SOURCE MATERIAL below:

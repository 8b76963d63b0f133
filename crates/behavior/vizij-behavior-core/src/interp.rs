//! Interpolation helpers:
//! - lerp_f32 / lerp_vec3 (component-wise)
//! - nlerp_quat (normalized lerp with shortest-arc correction)
//! - slerp_quat (spherical lerp, falling back to NLERP for near-parallel inputs)

/// Linear interpolation of scalars.
#[inline]
pub fn lerp_f32(a: f32, b: f32, t: f32) -> f32 {
    a + (b - a) * t
}

#[inline]
pub fn lerp_vec3(a: [f32; 3], b: [f32; 3], t: f32) -> [f32; 3] {
    [
        lerp_f32(a[0], b[0], t),
        lerp_f32(a[1], b[1], t),
        lerp_f32(a[2], b[2], t),
    ]
}

#[inline]
fn dot4(a: [f32; 4], b: [f32; 4]) -> f32 {
    a[0] * b[0] + a[1] * b[1] + a[2] * b[2] + a[3] * b[3]
}

#[inline]
fn normalize4(mut q: [f32; 4]) -> [f32; 4] {
    let len2 = dot4(q, q);
    if len2 > 0.0 {
        let inv_len = len2.sqrt().recip();
        q[0] *= inv_len;
        q[1] *= inv_len;
        q[2] *= inv_len;
        q[3] *= inv_len;
    }
    q
}

#[inline]
fn neg4(q: [f32; 4]) -> [f32; 4] {
    [-q[0], -q[1], -q[2], -q[3]]
}

/// Quaternion NLERP with shortest-arc correction.
/// If dot < 0, negate the second quaternion to ensure the shortest path.
/// Returns a normalized quaternion (x,y,z,w).
#[inline]
pub fn nlerp_quat(a: [f32; 4], mut b: [f32; 4], t: f32) -> [f32; 4] {
    if dot4(a, b) < 0.0 {
        b = neg4(b);
    }
    normalize4([
        lerp_f32(a[0], b[0], t),
        lerp_f32(a[1], b[1], t),
        lerp_f32(a[2], b[2], t),
        lerp_f32(a[3], b[3], t),
    ])
}

/// Spherical interpolation along the shortest arc.
///
/// The endpoints are returned untouched at `t <= 0` and `t >= 1` so a pose
/// sampled at the start of a segment matches its source bit for bit.
pub fn slerp_quat(a: [f32; 4], b: [f32; 4], t: f32) -> [f32; 4] {
    if t <= 0.0 {
        return a;
    }
    if t >= 1.0 {
        return b;
    }
    let mut d = dot4(a, b);
    let mut end = b;
    if d < 0.0 {
        d = -d;
        end = neg4(b);
    }
    if d > 0.9995 {
        return nlerp_quat(a, end, t);
    }
    let theta = d.clamp(-1.0, 1.0).acos();
    let sin_theta = theta.sin();
    let wa = ((1.0 - t) * theta).sin() / sin_theta;
    let wb = (t * theta).sin() / sin_theta;
    normalize4([
        a[0] * wa + end[0] * wb,
        a[1] * wa + end[1] * wb,
        a[2] * wa + end[2] * wb,
        a[3] * wa + end[3] * wb,
    ])
}
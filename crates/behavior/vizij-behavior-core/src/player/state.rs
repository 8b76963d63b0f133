//! StatePlayer: runs the playlists of the active state and decides when the
//! state is ready to hand over.

use crate::data::TransitionCondition;
use crate::hooks::{HookCall, HookTarget};
use crate::ids::{GroupId, StateId};
use crate::library::Removed;
use crate::outputs::Notification;
use crate::rig::CharacterRig;

use super::{PlayerContext, PlaylistPlayer, RandomTarget};

#[derive(Debug)]
pub struct StatePlayer {
    group: GroupId,
    state: Option<StateId>,
    /// Name captured on entry so the exit notification survives deletion.
    name: String,
    time: f32,
    random: RandomTarget,
    playlists: Vec<PlaylistPlayer>,
    missing_logged: bool,
}

impl StatePlayer {
    pub fn new(group: GroupId) -> Self {
        Self {
            group,
            state: None,
            name: String::new(),
            time: 0.0,
            random: RandomTarget::default(),
            playlists: Vec::new(),
            missing_logged: false,
        }
    }

    pub fn state(&self) -> Option<StateId> {
        self.state
    }

    pub fn time(&self) -> f32 {
        self.time
    }

    pub fn playlists(&self) -> &[PlaylistPlayer] {
        &self.playlists
    }

    /// The drawn duration while the state uses a random condition.
    pub fn random_target(&self) -> Option<f32> {
        self.random.peek()
    }

    /// Leave the current state and enter `state`.
    ///
    /// The old playlists are disposed first, then the old state exits and
    /// the new state enters, and finally one playlist player is built per
    /// playlist of the new state.
    pub fn set_state(&mut self, state: Option<StateId>, ctx: &mut PlayerContext<'_>) {
        for p in &mut self.playlists {
            p.dispose(ctx);
        }
        self.playlists.clear();

        if let Some(old) = self.state.take() {
            ctx.hook(HookCall::exit(HookTarget::State(old)));
            ctx.notify(Notification::StateExited {
                group: self.group,
                state: old,
                name: std::mem::take(&mut self.name),
            });
        }
        self.time = 0.0;
        self.random.reset();
        self.missing_logged = false;

        let Some(id) = state else {
            return;
        };
        let library = ctx.library;
        let Some(s) = library.state(id) else {
            log::warn!("state {id} not found; group {} idles", self.group);
            return;
        };
        log::debug!("group {}: enter state {} ({})", self.group, id, s.name);
        self.state = Some(id);
        self.name = s.name.clone();
        ctx.hook(HookCall::enter(HookTarget::State(id)));
        ctx.notify(Notification::StateEntered {
            group: self.group,
            state: id,
            name: s.name.clone(),
        });
        if let TransitionCondition::RandomDuration { min, max } = s.condition {
            self.random.resample(min, max, ctx.rng);
        }
        self.playlists = s.playlists.iter().copied().map(PlaylistPlayer::new).collect();
    }

    /// Whether the state's transition condition is met.
    pub fn is_done(&mut self, ctx: &mut PlayerContext<'_>) -> bool {
        let library = ctx.library;
        let Some(s) = self.state.and_then(|id| library.state(id)) else {
            return false;
        };
        match s.condition {
            TransitionCondition::None => false,
            TransitionCondition::PlaylistCompleted => {
                !self.playlists.is_empty() && self.playlists.iter().all(PlaylistPlayer::is_completed)
            }
            TransitionCondition::FixedDuration(d) => self.time >= d,
            TransitionCondition::RandomDuration { min, max } => {
                self.time >= self.random.get(min, max, ctx.rng)
            }
        }
    }

    pub fn tick(&mut self, dt: f32, ctx: &mut PlayerContext<'_>, rig: &mut dyn CharacterRig) {
        let Some(id) = self.state else {
            return;
        };
        let library = ctx.library;
        let Some(s) = library.state(id) else {
            if !self.missing_logged {
                log::warn!("state {id} was removed; group {} idles", self.group);
                self.missing_logged = true;
            }
            return;
        };
        self.time += dt;

        // Follow playlists added to or removed from the state since entry.
        self.playlists.retain_mut(|p| {
            if s.playlists.contains(&p.playlist()) {
                true
            } else {
                p.dispose(ctx);
                false
            }
        });
        for pid in &s.playlists {
            if !self.playlists.iter().any(|p| p.playlist() == *pid) {
                self.playlists.push(PlaylistPlayer::new(*pid));
            }
        }

        for p in &mut self.playlists {
            p.tick(dt, ctx, rig);
        }
    }

    /// Drop whatever `removed` took out from under this player. Removing the
    /// active state exits it.
    pub(crate) fn prune(&mut self, removed: &Removed, ctx: &mut PlayerContext<'_>) {
        if self.state.map_or(false, |id| removed.states.contains(&id)) {
            self.set_state(None, ctx);
            return;
        }
        self.playlists.retain_mut(|p| {
            if removed.playlists.contains(&p.playlist()) {
                p.dispose(ctx);
                false
            } else {
                p.prune(removed, ctx);
                true
            }
        });
    }
}
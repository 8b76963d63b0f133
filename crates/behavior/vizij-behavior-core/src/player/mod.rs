//! Runtime scheduler chain.
//!
//! GroupPlayer → StatePlayer → PlaylistPlayer → PlaylistEntryPlayer →
//! AnimationPlayer → KeyframePlayer. Each level exclusively owns the level
//! beneath it and rebuilds it whenever its own "current X" changes. Players
//! hold ids only and re-resolve authoring data through the context on
//! every call, so editor changes between ticks are picked up.

pub mod animation;
pub mod entry;
pub mod group;
pub mod keyframe;
pub mod playlist;
pub mod state;

pub use animation::AnimationPlayer;
pub use entry::PlaylistEntryPlayer;
pub use group::GroupPlayer;
pub use keyframe::KeyframePlayer;
pub use playlist::PlaylistPlayer;
pub use state::StatePlayer;

use crate::config::Config;
use crate::hooks::{HookCall, Hooks};
use crate::library::BehaviorLibrary;
use crate::outputs::{Notification, Outputs};
use crate::random::RandomSource;

/// Shared services handed down the chain on every call.
pub struct PlayerContext<'a> {
    pub library: &'a BehaviorLibrary,
    pub config: &'a Config,
    pub hooks: &'a mut dyn Hooks,
    pub rng: &'a mut dyn RandomSource,
    pub outputs: &'a mut Outputs,
}

impl PlayerContext<'_> {
    #[inline]
    pub(crate) fn hook(&mut self, call: HookCall) {
        self.hooks.invoke(call);
    }

    #[inline]
    pub(crate) fn notify(&mut self, n: Notification) {
        self.outputs.push(n);
    }
}

#[inline]
pub(crate) fn clamp01(x: f32) -> f32 {
    if x.is_nan() {
        0.0
    } else {
        x.clamp(0.0, 1.0)
    }
}

/// A `[min, max]` draw remembered together with the bounds it came from,
/// so authoring edits to the bounds trigger a fresh draw.
#[derive(Clone, Copy, Debug, Default, PartialEq)]
pub(crate) struct RandomTarget {
    bounds: Option<(f32, f32)>,
    value: f32,
}

impl RandomTarget {
    /// Current target for `(min, max)`, drawing a new one when the bounds differ
    /// from the last draw.
    pub(crate) fn get(&mut self, min: f32, max: f32, rng: &mut dyn RandomSource) -> f32 {
        if self.bounds != Some((min, max)) {
            self.resample(min, max, rng);
        }
        self.value
    }

    pub(crate) fn resample(&mut self, min: f32, max: f32, rng: &mut dyn RandomSource) {
        self.bounds = Some((min, max));
        self.value = rng.range_f32(min, max);
    }

    pub(crate) fn peek(&self) -> Option<f32> {
        self.bounds.map(|_| self.value)
    }

    pub(crate) fn reset(&mut self) {
        *self = Self::default();
    }
}
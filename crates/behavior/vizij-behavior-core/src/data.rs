//! Authoring data model consumed by the schedulers.
//!
//! Entities are owned by [`crate::library::BehaviorLibrary`] and refer to
//! each other by id. Editors mutate them between ticks; the runtime players
//! re-read them every tick.

use serde::{Deserialize, Serialize};

use crate::easing::Easing;
use crate::ids::{AnimationId, EntryId, GroupId, KeyframeId, LayerId, PlaylistId, ScalarChannelId, StateId};
use crate::pose::Pose;

/// How an animation walks its keyframe sequence.
#[derive(Copy, Clone, Debug, Default, Serialize, Deserialize, PartialEq, Eq)]
pub enum LoopMode {
    /// Play the sequence once and hold the last keyframe.
    Once,
    #[default]
    Loop,
    /// Walk forward to the last keyframe, then back to the first, and repeat.
    PingPong,
}

/// How a playlist picks its next entry.
#[derive(Copy, Clone, Debug, Default, Serialize, Deserialize, PartialEq, Eq)]
pub enum PlayMode {
    #[default]
    Sequential,
    Random,
}

/// When a playlist entry has played long enough.
#[derive(Copy, Clone, Debug, Default, Serialize, Deserialize, PartialEq)]
pub enum EntryTiming {
    /// One full pass of the animation (play-once completion, or one cycle
    /// for looping animations).
    #[default]
    FromAnimationDuration,
    Infinite,
    Fixed(f32),
    /// Uniform in `[min, max]`, resampled each time the entry starts.
    Random { min: f32, max: f32 },
}

/// When a state is ready to hand over to another state.
#[derive(Copy, Clone, Debug, Default, Serialize, Deserialize, PartialEq)]
pub enum TransitionCondition {
    #[default]
    None,
    PlaylistCompleted,
    FixedDuration(f32),
    RandomDuration { min: f32, max: f32 },
}

/// Duration and easing used for synthetic in-between poses on a layer.
#[derive(Copy, Clone, Debug, Serialize, Deserialize, PartialEq)]
pub struct TransitionDefaults {
    pub duration: f32,
    #[serde(default)]
    pub easing: Easing,
}

impl Default for TransitionDefaults {
    fn default() -> Self {
        Self {
            duration: 0.25,
            easing: Easing::QuadInOut,
        }
    }
}

/// Channels tracked by a layer.
#[derive(Clone, Debug, Default, Serialize, Deserialize, PartialEq)]
pub struct LayerChannels {
    #[serde(default)]
    pub positions: Vec<String>,
    #[serde(default)]
    pub rotations: Vec<String>,
    #[serde(default)]
    pub scalars: Vec<ScalarChannelId>,
}

impl LayerChannels {
    pub fn new() -> Self {
        Self::default()
    }

    pub fn position(mut self, name: impl Into<String>) -> Self {
        self.positions.push(name.into());
        self
    }

    pub fn rotation(mut self, name: impl Into<String>) -> Self {
        self.rotations.push(name.into());
        self
    }

    pub fn scalar(mut self, id: ScalarChannelId) -> Self {
        self.scalars.push(id);
        self
    }
}

#[derive(Clone, Debug, Serialize, Deserialize, PartialEq)]
pub struct Layer {
    pub id: LayerId,
    pub name: String,
    pub channels: LayerChannels,
    pub default_transition: TransitionDefaults,
    /// Animations authored on this layer, in creation order.
    pub animations: Vec<AnimationId>,
}

#[derive(Clone, Debug, Serialize, Deserialize, PartialEq)]
pub struct Keyframe {
    pub id: KeyframeId,
    pub pose: Pose,
    /// Seconds spent travelling from this keyframe to the next one.
    pub duration: f32,
    pub easing: Easing,
}

#[derive(Clone, Debug, Serialize, Deserialize, PartialEq)]
pub struct Animation {
    pub id: AnimationId,
    pub layer: LayerId,
    pub name: String,
    pub loop_mode: LoopMode,
    /// Playback-speed multiplier applied to keyframe and animation time.
    pub speed: f32,
    pub keyframes: Vec<Keyframe>,
}

impl Animation {
    /// Seconds for one pass over the sequence at speed 1.
    ///
    /// `Loop` includes the wrap segment from the last keyframe back to the
    /// first; `Once` and `PingPong` stop at the last keyframe. `PingPong`
    /// walks the sequence twice per cycle, so its cycle is double this.
    pub fn span(&self) -> f32 {
        let n = self.keyframes.len();
        let segments = match self.loop_mode {
            LoopMode::Loop => n,
            LoopMode::Once | LoopMode::PingPong => n.saturating_sub(1),
        };
        self.keyframes
            .iter()
            .take(segments)
            .map(|k| k.duration.max(0.0))
            .sum()
    }
}

#[derive(Clone, Debug, Serialize, Deserialize, PartialEq)]
pub struct PlaylistEntry {
    pub id: EntryId,
    pub animation: AnimationId,
    pub timing: EntryTiming,
    /// Relative weight used when the playlist is in `Random` mode.
    pub weight: f32,
}

/// Per-(State, Layer) collection of entries.
#[derive(Clone, Debug, Serialize, Deserialize, PartialEq)]
pub struct Playlist {
    pub id: PlaylistId,
    pub state: StateId,
    pub layer: LayerId,
    pub mode: PlayMode,
    /// Timing applied to entries added without an explicit one.
    pub default_timing: EntryTiming,
    pub entries: Vec<PlaylistEntry>,
}

impl Playlist {
    pub fn entry(&self, id: EntryId) -> Option<&PlaylistEntry> {
        self.entries.iter().find(|e| e.id == id)
    }

    pub fn entry_index(&self, id: EntryId) -> Option<usize> {
        self.entries.iter().position(|e| e.id == id)
    }
}

#[derive(Clone, Debug, Serialize, Deserialize, PartialEq)]
pub struct State {
    pub id: StateId,
    pub group: GroupId,
    pub name: String,
    pub condition: TransitionCondition,
    /// At most one per layer, in creation order.
    pub playlists: Vec<PlaylistId>,
}

/// Weighted edge of the state graph. The source state is implicit in `from`.
#[derive(Copy, Clone, Debug, Serialize, Deserialize, PartialEq)]
pub struct Transition {
    pub from: StateId,
    pub to: StateId,
    pub weight: f32,
}

#[derive(Clone, Debug, Serialize, Deserialize, PartialEq)]
pub struct Group {
    pub id: GroupId,
    pub name: String,
    pub initial_state: Option<StateId>,
    /// States in creation order.
    pub states: Vec<StateId>,
    pub transitions: Vec<Transition>,
}

impl Group {
    /// Outgoing edges of `state`, in insertion order.
    pub fn transitions_from(&self, state: StateId) -> impl Iterator<Item = &Transition> {
        self.transitions.iter().filter(move |t| t.from == state)
    }
}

End of SOURCE MATERIAL.

GOAL OF THE EXERCISE: Check each line above for the string "PlayMode", then copy the ones that have it.

RESULT OF THIS TASK:
pub enum PlayMode {
    pub mode: PlayMode,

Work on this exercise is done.